> [What you are asked to do] Whichever lines include the word "along", copy them as they appear in the data.

Stored data
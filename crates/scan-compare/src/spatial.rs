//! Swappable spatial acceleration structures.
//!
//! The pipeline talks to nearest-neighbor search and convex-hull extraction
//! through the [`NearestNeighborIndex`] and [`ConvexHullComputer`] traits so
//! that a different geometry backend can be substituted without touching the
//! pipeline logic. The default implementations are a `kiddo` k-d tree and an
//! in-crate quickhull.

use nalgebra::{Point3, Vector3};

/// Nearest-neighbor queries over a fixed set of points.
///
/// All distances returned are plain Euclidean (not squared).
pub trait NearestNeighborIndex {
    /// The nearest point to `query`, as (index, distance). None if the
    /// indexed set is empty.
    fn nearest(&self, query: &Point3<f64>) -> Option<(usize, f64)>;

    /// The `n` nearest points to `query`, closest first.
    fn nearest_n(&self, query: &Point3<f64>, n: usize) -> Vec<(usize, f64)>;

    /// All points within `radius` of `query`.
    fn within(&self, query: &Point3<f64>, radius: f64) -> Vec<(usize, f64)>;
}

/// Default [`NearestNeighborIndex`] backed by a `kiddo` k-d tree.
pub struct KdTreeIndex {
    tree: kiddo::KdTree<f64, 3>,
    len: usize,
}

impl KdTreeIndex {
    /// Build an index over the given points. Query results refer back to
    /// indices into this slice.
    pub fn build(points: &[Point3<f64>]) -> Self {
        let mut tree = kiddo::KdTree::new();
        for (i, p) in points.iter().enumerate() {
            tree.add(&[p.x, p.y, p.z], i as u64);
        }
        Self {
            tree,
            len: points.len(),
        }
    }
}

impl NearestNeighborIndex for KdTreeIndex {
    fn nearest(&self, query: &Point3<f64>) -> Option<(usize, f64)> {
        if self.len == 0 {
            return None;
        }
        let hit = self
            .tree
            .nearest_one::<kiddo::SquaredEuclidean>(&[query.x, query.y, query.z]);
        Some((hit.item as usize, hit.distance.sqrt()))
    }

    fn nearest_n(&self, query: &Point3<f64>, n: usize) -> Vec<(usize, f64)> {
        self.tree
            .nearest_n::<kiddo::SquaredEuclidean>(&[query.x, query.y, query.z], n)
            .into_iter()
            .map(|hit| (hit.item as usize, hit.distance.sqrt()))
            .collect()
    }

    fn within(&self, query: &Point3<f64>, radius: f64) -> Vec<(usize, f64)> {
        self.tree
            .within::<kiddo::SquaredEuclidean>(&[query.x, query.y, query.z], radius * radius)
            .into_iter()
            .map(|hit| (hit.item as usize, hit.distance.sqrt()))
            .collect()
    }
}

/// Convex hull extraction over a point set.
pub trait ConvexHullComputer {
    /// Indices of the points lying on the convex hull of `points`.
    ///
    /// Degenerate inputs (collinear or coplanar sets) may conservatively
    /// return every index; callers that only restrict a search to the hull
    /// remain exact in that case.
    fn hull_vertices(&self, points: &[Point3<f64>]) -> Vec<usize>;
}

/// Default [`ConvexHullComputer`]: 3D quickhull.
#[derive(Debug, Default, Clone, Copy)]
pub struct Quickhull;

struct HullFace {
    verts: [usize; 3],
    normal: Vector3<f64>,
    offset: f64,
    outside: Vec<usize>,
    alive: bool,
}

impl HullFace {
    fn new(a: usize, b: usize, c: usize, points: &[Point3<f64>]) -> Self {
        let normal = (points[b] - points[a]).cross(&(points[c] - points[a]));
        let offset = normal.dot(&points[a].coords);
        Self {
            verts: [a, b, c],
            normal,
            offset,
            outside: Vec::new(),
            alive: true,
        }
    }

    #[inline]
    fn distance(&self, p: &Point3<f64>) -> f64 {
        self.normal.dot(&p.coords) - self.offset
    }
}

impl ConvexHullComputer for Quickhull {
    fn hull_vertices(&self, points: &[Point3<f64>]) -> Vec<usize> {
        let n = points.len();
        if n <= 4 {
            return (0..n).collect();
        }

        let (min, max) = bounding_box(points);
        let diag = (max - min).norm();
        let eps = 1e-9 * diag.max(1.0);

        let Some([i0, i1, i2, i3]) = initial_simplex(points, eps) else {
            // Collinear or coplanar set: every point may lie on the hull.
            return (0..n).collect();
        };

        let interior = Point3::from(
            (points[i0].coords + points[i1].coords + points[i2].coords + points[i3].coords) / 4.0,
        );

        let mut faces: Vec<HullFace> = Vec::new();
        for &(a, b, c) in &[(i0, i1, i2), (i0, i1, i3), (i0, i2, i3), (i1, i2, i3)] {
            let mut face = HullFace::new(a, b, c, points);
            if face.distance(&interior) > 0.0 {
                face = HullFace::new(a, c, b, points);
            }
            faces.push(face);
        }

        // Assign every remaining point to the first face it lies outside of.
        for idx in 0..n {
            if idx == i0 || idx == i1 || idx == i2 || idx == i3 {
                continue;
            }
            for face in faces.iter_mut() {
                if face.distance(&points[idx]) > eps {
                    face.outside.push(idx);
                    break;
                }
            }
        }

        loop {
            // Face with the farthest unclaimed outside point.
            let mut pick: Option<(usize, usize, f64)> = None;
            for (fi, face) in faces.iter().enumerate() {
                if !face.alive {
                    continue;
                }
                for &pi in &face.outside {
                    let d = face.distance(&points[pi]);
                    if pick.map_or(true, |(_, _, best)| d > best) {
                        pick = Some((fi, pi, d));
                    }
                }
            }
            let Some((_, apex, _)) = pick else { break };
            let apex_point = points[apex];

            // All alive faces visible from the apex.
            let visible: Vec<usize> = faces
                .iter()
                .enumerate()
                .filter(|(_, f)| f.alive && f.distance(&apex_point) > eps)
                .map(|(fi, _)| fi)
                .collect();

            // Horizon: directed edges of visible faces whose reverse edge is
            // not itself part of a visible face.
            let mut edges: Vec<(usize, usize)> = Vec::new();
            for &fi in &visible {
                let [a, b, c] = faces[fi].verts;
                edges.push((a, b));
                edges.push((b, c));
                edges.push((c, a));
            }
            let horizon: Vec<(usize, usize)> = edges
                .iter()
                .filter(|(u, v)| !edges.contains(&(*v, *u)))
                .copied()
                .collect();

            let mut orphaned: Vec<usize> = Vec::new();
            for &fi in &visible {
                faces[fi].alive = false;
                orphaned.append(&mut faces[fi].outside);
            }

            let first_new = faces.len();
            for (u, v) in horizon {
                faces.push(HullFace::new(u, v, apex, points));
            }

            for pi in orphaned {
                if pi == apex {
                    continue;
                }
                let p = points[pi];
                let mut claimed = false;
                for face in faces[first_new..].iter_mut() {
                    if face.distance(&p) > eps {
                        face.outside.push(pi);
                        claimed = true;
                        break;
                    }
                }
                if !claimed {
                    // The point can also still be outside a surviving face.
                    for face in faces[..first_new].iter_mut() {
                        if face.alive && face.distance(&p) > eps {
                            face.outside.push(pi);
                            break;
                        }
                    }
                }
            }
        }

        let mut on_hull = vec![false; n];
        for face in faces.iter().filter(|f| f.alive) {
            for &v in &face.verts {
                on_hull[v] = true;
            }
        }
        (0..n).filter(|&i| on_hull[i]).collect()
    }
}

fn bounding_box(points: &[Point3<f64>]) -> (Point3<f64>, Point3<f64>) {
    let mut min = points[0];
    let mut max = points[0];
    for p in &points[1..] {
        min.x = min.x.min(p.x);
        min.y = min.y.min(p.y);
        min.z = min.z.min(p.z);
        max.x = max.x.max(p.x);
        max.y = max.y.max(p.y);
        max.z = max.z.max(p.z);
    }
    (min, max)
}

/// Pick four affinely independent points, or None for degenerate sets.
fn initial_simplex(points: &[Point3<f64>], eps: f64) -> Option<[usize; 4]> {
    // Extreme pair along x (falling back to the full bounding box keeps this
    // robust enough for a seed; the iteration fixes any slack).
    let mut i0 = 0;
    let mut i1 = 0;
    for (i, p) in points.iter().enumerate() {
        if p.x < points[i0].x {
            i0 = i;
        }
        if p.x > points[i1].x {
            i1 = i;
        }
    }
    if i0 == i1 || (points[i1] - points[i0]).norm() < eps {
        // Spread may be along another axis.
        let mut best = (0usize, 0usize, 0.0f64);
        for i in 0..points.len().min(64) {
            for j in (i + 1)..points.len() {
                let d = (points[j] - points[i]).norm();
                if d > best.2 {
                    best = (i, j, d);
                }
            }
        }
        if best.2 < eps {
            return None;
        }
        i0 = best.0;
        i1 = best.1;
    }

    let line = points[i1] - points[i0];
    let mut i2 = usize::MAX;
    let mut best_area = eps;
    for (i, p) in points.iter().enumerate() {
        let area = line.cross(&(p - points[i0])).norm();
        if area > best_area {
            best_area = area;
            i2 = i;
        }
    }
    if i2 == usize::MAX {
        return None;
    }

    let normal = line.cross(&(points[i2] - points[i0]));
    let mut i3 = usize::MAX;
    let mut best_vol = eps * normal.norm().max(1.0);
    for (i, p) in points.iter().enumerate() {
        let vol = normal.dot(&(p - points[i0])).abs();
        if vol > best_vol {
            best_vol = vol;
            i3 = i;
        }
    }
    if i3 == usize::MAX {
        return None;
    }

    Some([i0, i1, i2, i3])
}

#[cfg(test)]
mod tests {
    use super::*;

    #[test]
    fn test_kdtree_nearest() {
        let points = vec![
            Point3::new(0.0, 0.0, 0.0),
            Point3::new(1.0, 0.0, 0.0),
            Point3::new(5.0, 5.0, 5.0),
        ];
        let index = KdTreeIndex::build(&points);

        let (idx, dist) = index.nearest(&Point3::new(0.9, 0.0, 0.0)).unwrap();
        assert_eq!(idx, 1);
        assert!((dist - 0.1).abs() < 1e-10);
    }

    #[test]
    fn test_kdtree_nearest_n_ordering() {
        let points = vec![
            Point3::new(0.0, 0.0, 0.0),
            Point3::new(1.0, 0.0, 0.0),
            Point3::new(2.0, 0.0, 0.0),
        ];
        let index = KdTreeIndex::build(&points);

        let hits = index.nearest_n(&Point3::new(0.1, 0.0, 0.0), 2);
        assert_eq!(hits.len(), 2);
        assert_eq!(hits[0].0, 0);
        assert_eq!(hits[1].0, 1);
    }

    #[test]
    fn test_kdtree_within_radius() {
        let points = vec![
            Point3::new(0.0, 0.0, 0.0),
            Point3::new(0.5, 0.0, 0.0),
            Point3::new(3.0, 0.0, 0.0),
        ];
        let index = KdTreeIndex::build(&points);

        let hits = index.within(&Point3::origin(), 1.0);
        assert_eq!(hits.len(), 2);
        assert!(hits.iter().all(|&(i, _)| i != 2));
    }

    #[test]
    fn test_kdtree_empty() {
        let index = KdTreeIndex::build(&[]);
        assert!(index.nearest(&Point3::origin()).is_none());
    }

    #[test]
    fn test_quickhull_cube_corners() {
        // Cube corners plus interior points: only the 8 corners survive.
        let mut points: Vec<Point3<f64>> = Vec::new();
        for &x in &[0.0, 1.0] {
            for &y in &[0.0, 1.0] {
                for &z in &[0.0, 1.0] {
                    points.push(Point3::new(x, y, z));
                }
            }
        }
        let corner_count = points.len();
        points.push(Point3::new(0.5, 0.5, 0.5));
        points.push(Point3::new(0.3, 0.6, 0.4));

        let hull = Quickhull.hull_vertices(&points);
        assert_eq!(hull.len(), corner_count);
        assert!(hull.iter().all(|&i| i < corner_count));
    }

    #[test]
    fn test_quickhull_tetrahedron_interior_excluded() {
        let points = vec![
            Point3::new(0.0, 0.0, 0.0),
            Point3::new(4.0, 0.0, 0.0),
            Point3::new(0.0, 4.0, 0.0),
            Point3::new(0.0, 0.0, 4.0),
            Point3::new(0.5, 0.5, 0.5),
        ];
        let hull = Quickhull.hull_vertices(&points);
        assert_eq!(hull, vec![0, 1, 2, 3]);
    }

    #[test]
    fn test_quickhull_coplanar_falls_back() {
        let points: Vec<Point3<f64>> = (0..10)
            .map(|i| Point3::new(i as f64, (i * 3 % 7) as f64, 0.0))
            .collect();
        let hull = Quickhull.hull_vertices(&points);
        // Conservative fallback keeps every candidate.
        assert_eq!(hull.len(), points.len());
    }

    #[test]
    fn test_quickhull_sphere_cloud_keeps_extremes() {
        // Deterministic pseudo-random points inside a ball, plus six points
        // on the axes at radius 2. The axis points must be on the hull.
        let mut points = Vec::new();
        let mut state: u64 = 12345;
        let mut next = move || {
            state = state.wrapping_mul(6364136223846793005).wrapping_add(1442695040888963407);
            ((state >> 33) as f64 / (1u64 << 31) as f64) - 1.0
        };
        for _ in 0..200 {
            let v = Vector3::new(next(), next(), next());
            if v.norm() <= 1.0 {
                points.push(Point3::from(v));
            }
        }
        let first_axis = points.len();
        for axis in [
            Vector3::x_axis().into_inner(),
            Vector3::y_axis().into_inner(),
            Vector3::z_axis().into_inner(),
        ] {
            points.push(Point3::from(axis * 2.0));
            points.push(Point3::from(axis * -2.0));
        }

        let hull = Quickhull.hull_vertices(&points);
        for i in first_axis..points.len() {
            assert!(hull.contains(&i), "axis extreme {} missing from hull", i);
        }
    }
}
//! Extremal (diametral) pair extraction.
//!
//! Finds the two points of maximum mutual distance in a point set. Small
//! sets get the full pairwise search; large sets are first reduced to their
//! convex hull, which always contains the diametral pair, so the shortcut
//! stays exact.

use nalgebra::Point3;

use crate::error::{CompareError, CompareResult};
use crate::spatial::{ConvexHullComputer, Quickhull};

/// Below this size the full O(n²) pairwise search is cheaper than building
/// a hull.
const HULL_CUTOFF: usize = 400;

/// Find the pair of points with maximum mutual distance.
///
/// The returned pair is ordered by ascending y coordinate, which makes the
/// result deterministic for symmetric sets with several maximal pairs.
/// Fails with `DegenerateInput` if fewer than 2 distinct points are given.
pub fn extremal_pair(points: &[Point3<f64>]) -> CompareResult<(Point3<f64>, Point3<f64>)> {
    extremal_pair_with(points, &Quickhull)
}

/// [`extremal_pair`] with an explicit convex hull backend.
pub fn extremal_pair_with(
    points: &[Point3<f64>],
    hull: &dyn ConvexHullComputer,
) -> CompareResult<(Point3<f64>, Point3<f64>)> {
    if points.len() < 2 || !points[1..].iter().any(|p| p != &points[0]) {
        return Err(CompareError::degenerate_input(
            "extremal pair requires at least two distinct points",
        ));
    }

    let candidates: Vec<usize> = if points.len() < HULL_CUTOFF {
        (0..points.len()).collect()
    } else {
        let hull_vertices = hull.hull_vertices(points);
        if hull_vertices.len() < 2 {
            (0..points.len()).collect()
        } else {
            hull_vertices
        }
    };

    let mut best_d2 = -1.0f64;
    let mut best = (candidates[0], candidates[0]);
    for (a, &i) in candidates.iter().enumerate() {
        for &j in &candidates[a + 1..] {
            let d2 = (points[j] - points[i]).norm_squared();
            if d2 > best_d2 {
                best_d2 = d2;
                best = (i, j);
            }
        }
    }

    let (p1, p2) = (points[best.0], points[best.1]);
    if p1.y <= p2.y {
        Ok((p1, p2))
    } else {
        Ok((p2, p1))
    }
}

> [Solution for this problem]
    // Extreme pair along x (falling back to the full bounding box keeps this
        // Spread may be along another axis.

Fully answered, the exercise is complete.